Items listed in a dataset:
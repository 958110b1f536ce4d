//! Turn the selection into map content.
//!
//! The tour is a closed loop through the selected sites in tour order. A
//! second, shorter route joins the visitor's position to the nearest
//! selected site. [`TourController`] keeps both routes in step with the
//! selection and the visitor's position.

use std::sync::Arc;

use log::debug;
use thiserror::Error;
use tokio::runtime::Handle;

use crate::{
    Coordinate, Directions, KeyValueStore, OutputTarget, PointOfInterest, ProximityError,
    RouteCache, RouteFetcher, RoutingError, RoutingService, SelectionError, SelectionManager,
    SurfaceSender, TaskHandle, find_closest, lat_lon,
};

/// Where the tour is drawn when nothing is selected.
pub const DEFAULT_ORIGIN: Coordinate = lat_lon(49.260_887, -123.249_02);

/// Waypoints of the tour through `selected`.
///
/// An empty selection yields `[origin]`. Otherwise the loop returns to the
/// first site.
///
/// # Examples
/// ```
/// use ecotour_core::{DEFAULT_ORIGIN, PointOfInterest, lat_lon, tour_waypoints};
///
/// assert_eq!(tour_waypoints(&[], DEFAULT_ORIGIN), [DEFAULT_ORIGIN]);
///
/// let a = PointOfInterest::new("a", "A", lat_lon(0.0, 0.0));
/// let b = PointOfInterest::new("b", "B", lat_lon(0.0, 1.0));
/// assert_eq!(
///     tour_waypoints([&a, &b], DEFAULT_ORIGIN),
///     [a.location, b.location, a.location]
/// );
/// ```
#[must_use]
pub fn tour_waypoints<'a, I>(selected: I, origin: Coordinate) -> Vec<Coordinate>
where
    I: IntoIterator<Item = &'a PointOfInterest>,
{
    let mut waypoints: Vec<Coordinate> = selected.into_iter().map(|poi| poi.location).collect();
    match waypoints.first().copied() {
        Some(start) => waypoints.push(start),
        None => waypoints.push(origin),
    }
    waypoints
}

/// Waypoints from `position` to the nearest of `selected`.
///
/// # Errors
///
/// Returns [`ProximityError::NoCandidates`] when `selected` is empty.
pub fn route_to_tour_waypoints<'a, I>(
    position: Coordinate,
    selected: I,
) -> Result<Vec<Coordinate>, ProximityError>
where
    I: IntoIterator<Item = &'a PointOfInterest>,
{
    let closest = find_closest(position, selected)?;
    Ok(vec![position, closest.location])
}

/// A pin on the map for one selected site.
#[derive(Debug, Clone, PartialEq)]
pub struct Marker {
    /// Site name.
    pub title: String,
    /// Site description.
    pub snippet: String,
    /// Pin position.
    pub location: Coordinate,
}

/// Markers for `selected`, in the same order.
#[must_use]
pub fn markers<'a, I>(selected: I) -> Vec<Marker>
where
    I: IntoIterator<Item = &'a PointOfInterest>,
{
    selected
        .into_iter()
        .map(|poi| Marker {
            title: poi.display_name.clone(),
            snippet: poi.description.clone(),
            location: poi.location,
        })
        .collect()
}

/// Errors from [`TourController::directions_to`].
#[derive(Debug, Error)]
pub enum DirectionsError {
    /// No position has been reported yet.
    #[error("User's location unknown: unable to find directions")]
    UnknownLocation,
    /// The index names no selected site.
    #[error("Unknown POI destination: unable to find directions")]
    UnknownDestination {
        /// The requested marker index.
        index: usize,
    },
    /// The selection could not be read.
    #[error(transparent)]
    Selection(#[from] SelectionError),
    /// The routing service failed.
    #[error("unable to find directions: {0}")]
    Routing(#[from] RoutingError),
}

/// Keeps the tour and route-to-tour paths in step with the selection.
///
/// The controller runs on the surface context. It reads the selection,
/// starts route tasks, and leaves drawing to whoever drains the surface
/// queue.
pub struct TourController<S> {
    selection: SelectionManager<S>,
    service: Arc<dyn RoutingService>,
    fetcher: RouteFetcher,
    origin: Coordinate,
    position: Option<Coordinate>,
    selected: Vec<PointOfInterest>,
    tour_task: Option<TaskHandle>,
    route_to_tour_task: Option<TaskHandle>,
}

impl<S> std::fmt::Debug for TourController<S> {
    fn fmt(&self, f: &mut std::fmt::Formatter<'_>) -> std::fmt::Result {
        f.debug_struct("TourController")
            .field("fetcher", &self.fetcher)
            .field("origin", &self.origin)
            .field("position", &self.position)
            .field("selected", &self.selected.len())
            .finish_non_exhaustive()
    }
}

impl<S> TourController<S>
where
    S: KeyValueStore,
{
    /// Control the tour for `selection`, routing through `service`.
    #[must_use]
    pub fn new(
        selection: SelectionManager<S>,
        service: Arc<dyn RoutingService>,
        surface: SurfaceSender,
        runtime: Handle,
    ) -> Self {
        let fetcher = RouteFetcher::new(Arc::clone(&service), surface, runtime);
        Self {
            selection,
            service,
            fetcher,
            origin: DEFAULT_ORIGIN,
            position: None,
            selected: Vec::new(),
            tour_task: None,
            route_to_tour_task: None,
        }
    }

    /// Draw an empty tour at `origin` instead of [`DEFAULT_ORIGIN`].
    #[must_use]
    pub const fn with_origin(mut self, origin: Coordinate) -> Self {
        self.origin = origin;
        self
    }

    /// Share `cache` with other fetchers.
    #[must_use]
    pub fn with_cache(mut self, cache: Arc<RouteCache>) -> Self {
        self.fetcher = self.fetcher.with_cache(cache);
        self
    }

    /// The managed selection.
    #[must_use]
    pub const fn selection(&self) -> &SelectionManager<S> {
        &self.selection
    }

    /// Mutable access to the selection; call [`refresh`](Self::refresh)
    /// afterwards.
    pub const fn selection_mut(&mut self) -> &mut SelectionManager<S> {
        &mut self.selection
    }

    /// The route fetcher.
    #[must_use]
    pub const fn fetcher(&self) -> &RouteFetcher {
        &self.fetcher
    }

    /// Last reported position.
    #[must_use]
    pub const fn position(&self) -> Option<Coordinate> {
        self.position
    }

    /// Handle of the latest tour task.
    #[must_use]
    pub const fn tour_task(&self) -> Option<&TaskHandle> {
        self.tour_task.as_ref()
    }

    /// Handle of the latest route-to-tour task.
    #[must_use]
    pub const fn route_to_tour_task(&self) -> Option<&TaskHandle> {
        self.route_to_tour_task.as_ref()
    }

    /// Re-read the selection and restart both routes.
    ///
    /// Tour segments are cached; the route-to-tour leg is not, since the
    /// position changes between calls. Returns the markers to draw.
    ///
    /// # Errors
    ///
    /// Returns [`SelectionError`] if the selection cannot be read; no task
    /// is started in that case.
    pub fn refresh(&mut self) -> Result<Vec<Marker>, SelectionError> {
        self.selected = self
            .selection
            .selected_pois()?
            .into_iter()
            .cloned()
            .collect();
        debug!("refreshing tour over {} selected sites", self.selected.len());

        let waypoints = tour_waypoints(&self.selected, self.origin);
        self.tour_task = Some(self.fetcher.start(OutputTarget::Tour, waypoints, true));
        self.restart_route_to_tour();
        Ok(markers(&self.selected))
    }

    /// Record the visitor's position and redraw the route to the tour.
    pub fn update_location(&mut self, position: Option<Coordinate>) {
        self.position = position;
        self.restart_route_to_tour();
    }

    /// Directions from the current position to the selected site at `index`.
    ///
    /// # Errors
    ///
    /// See [`DirectionsError`].
    pub async fn directions_to(&self, index: usize) -> Result<Directions, DirectionsError> {
        let from = self.position.ok_or(DirectionsError::UnknownLocation)?;
        let to = self
            .selection
            .selected_pois()?
            .get(index)
            .map(|poi| poi.location)
            .ok_or(DirectionsError::UnknownDestination { index })?;
        Ok(self.service.get_directions(from, to).await?)
    }

    /// Cancel both routes.
    pub fn shutdown(&mut self) {
        self.fetcher.cancel_all();
        self.tour_task = None;
        self.route_to_tour_task = None;
    }

    fn restart_route_to_tour(&mut self) {
        let waypoints = self
            .position
            .and_then(|position| route_to_tour_waypoints(position, &self.selected).ok());
        match waypoints {
            Some(leg) => {
                self.route_to_tour_task =
                    Some(self.fetcher.start(OutputTarget::RouteToTour, leg, false));
            }
            None => {
                self.fetcher.clear(OutputTarget::RouteToTour);
                self.route_to_tour_task = None;
            }
        }
    }
}
//! Road-network routing collaborator and the shared segment cache.
//!
//! [`RoutingService`] is the narrow seam to the external routing engine.
//! [`route_pair`] layers the [`RouteCache`] over it so repeated tours do not
//! re-query segments they already hold.

mod cache;
mod error;
mod service;

pub use cache::{RouteCache, route_pair};
pub use error::RoutingError;
pub use service::{Directions, RouteInfo, RoutingService};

Exercise details: The lines to set down, exactly and with both ends included, run from the one containing "tours do not" to the last line of the data above.

Exercise output:
//! [`route_pair`] layers the [`RouteCache`] over it so repeated tours do not
//! re-query segments they already hold.

mod cache;
mod error;
mod service;

pub use cache::{RouteCache, route_pair};
pub use error::RoutingError;
pub use service::{Directions, RouteInfo, RoutingService};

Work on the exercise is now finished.